#### WHAT YOU WILL DO
Once the line with "pub fn check_watermark(&self, expr: &Expr, watermark: Reg)" is found in the data, output it and each following line exactly, up to and including the line with "names.len() > 1)", and nothing before or after.

#### AVAILABLE RECORDS
-=-=-

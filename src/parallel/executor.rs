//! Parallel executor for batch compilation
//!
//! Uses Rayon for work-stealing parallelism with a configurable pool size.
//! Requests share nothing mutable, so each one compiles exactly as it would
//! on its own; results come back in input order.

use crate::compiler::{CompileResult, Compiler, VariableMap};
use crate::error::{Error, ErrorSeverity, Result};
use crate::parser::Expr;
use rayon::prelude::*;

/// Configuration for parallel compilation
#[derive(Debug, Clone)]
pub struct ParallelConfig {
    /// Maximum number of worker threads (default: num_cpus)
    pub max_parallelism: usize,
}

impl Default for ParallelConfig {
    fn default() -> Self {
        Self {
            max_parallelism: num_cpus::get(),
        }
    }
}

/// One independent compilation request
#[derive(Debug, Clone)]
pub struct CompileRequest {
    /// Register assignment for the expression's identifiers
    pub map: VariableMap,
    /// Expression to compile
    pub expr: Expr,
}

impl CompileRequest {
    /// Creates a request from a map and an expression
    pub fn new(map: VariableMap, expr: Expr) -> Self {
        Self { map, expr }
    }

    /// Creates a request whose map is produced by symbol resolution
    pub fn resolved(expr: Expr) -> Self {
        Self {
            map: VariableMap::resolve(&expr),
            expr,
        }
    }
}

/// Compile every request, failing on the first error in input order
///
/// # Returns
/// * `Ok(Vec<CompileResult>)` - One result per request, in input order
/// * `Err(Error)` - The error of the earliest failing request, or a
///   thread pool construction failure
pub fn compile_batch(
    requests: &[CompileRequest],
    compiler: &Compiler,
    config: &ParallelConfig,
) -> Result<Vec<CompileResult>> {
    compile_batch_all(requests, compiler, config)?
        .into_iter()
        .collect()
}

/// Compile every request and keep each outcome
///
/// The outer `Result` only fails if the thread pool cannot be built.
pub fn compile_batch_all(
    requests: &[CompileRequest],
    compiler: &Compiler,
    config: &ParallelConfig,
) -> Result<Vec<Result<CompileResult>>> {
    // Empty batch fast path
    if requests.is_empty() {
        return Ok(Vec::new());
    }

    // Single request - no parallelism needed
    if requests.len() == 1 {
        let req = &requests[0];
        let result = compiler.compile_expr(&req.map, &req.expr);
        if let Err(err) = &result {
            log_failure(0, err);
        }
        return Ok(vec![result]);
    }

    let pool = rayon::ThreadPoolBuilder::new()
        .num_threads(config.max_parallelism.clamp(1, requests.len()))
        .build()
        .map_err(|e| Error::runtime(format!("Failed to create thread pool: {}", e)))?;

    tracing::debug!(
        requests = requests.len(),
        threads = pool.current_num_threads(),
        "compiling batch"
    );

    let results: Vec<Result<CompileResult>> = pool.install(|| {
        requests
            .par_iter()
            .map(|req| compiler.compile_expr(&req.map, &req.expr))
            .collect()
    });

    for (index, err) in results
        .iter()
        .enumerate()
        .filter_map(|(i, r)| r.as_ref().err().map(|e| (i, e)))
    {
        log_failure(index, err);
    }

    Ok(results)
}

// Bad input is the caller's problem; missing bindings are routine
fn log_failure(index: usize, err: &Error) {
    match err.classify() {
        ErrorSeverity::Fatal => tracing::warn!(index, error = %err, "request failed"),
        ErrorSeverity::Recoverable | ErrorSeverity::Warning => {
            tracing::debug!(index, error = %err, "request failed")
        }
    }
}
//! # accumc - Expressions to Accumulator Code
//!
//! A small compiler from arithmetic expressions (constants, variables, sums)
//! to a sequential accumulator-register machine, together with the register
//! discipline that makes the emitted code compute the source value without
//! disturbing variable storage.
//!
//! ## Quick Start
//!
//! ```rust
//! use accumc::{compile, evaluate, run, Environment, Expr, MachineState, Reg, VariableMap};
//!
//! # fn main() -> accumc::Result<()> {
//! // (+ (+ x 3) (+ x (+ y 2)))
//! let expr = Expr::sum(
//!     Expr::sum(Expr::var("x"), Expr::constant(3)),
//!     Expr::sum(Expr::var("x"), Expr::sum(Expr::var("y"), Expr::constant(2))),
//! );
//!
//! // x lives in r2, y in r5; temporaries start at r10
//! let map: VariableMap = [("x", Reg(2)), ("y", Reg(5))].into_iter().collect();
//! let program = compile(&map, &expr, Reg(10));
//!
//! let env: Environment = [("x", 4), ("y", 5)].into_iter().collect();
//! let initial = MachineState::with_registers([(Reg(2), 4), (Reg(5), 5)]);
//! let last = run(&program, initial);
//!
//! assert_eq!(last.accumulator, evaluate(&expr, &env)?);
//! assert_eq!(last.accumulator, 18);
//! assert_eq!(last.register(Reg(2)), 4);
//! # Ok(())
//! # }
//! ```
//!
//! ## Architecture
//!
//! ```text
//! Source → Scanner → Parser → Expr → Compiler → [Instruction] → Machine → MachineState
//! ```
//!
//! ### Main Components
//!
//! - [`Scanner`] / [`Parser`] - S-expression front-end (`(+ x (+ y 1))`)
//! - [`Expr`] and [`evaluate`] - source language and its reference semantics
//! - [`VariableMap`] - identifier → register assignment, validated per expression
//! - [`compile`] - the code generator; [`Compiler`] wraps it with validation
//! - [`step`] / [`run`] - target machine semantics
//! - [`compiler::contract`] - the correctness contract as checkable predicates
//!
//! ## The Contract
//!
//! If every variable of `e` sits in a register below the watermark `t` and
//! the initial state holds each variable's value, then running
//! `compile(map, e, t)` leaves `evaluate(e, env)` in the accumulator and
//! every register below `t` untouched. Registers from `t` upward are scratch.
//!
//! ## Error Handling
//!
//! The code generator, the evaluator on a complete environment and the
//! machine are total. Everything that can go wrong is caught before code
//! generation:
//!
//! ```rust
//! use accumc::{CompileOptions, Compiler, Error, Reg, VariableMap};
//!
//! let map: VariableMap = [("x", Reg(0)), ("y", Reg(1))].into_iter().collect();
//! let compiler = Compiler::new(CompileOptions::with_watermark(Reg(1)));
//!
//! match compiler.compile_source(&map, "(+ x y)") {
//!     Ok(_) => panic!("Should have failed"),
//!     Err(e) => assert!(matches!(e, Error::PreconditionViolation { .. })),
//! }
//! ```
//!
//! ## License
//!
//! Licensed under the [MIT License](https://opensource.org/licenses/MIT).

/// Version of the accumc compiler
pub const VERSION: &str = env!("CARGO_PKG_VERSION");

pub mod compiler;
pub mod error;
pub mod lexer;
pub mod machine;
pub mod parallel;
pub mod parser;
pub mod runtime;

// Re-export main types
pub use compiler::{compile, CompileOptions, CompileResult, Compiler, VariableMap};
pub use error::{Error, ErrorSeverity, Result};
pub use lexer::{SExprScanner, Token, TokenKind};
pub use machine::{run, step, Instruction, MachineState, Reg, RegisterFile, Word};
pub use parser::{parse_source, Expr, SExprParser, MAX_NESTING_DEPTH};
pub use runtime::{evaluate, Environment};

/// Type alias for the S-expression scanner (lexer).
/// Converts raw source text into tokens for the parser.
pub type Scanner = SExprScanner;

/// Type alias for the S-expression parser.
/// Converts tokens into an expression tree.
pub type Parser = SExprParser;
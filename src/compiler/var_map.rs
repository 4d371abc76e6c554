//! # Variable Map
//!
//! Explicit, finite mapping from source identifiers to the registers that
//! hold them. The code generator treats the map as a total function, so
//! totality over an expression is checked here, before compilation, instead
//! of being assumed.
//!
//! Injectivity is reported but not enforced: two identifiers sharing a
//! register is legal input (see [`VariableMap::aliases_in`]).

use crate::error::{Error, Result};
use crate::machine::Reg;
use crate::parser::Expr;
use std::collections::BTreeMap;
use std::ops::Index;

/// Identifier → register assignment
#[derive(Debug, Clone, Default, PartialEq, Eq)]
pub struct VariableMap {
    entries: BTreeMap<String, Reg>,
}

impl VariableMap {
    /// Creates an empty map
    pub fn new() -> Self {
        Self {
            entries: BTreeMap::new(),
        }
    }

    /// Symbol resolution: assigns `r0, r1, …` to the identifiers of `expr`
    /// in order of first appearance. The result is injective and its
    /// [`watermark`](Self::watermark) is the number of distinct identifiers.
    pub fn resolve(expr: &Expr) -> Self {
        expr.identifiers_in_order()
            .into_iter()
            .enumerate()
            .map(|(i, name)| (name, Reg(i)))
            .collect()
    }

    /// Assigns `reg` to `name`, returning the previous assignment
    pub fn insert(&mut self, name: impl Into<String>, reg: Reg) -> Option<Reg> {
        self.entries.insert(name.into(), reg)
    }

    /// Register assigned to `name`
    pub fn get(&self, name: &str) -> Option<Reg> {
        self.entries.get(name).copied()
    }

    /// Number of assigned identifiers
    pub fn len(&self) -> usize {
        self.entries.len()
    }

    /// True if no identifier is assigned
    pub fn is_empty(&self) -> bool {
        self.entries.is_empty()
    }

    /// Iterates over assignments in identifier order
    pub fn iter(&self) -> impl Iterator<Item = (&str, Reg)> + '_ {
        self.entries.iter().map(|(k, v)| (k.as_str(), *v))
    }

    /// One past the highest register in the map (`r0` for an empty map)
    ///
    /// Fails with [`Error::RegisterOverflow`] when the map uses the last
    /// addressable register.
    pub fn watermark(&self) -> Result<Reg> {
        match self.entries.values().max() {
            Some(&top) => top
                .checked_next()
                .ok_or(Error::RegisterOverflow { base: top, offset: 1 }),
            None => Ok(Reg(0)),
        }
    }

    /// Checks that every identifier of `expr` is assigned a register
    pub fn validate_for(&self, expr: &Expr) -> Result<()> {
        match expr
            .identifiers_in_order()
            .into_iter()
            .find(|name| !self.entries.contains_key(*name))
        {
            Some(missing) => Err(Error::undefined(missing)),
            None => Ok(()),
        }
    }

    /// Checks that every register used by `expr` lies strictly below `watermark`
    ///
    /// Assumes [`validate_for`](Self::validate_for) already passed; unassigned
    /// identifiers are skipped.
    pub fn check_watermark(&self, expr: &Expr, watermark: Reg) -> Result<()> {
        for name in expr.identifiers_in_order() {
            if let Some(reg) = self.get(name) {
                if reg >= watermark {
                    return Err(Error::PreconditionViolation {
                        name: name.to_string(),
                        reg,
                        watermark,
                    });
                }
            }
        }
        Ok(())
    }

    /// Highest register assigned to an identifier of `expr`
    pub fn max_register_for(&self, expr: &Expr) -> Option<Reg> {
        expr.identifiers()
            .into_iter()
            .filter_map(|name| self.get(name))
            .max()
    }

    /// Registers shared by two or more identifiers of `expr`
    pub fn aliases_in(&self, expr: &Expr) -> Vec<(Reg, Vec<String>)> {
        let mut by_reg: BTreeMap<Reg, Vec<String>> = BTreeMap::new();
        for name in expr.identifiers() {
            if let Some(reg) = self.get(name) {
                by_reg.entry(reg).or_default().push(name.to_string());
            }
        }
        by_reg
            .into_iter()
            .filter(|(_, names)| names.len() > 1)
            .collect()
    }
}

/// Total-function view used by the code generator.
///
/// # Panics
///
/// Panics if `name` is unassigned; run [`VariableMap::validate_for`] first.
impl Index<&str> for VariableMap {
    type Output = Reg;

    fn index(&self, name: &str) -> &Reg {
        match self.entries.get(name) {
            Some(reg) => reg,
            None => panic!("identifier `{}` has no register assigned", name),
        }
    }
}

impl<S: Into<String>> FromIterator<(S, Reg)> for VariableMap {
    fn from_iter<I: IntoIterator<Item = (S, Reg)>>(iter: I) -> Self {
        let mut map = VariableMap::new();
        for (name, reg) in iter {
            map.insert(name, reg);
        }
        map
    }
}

-=-=-

#### SOLUTION
    pub fn check_watermark(&self, expr: &Expr, watermark: Reg) -> Result<()> {
        for name in expr.identifiers_in_order() {
            if let Some(reg) = self.get(name) {
                if reg >= watermark {
                    return Err(Error::PreconditionViolation {
                        name: name.to_string(),
                        reg,
                        watermark,
                    });
                }
            }
        }
        Ok(())
    }

    /// Highest register assigned to an identifier of `expr`
    pub fn max_register_for(&self, expr: &Expr) -> Option<Reg> {
        expr.identifiers()
            .into_iter()
            .filter_map(|name| self.get(name))
            .max()
    }

    /// Registers shared by two or more identifiers of `expr`
    pub fn aliases_in(&self, expr: &Expr) -> Vec<(Reg, Vec<String>)> {
        let mut by_reg: BTreeMap<Reg, Vec<String>> = BTreeMap::new();
        for name in expr.identifiers() {
            if let Some(reg) = self.get(name) {
                by_reg.entry(reg).or_default().push(name.to_string());
            }
        }
        by_reg
            .into_iter()
            .filter(|(_, names)| names.len() > 1)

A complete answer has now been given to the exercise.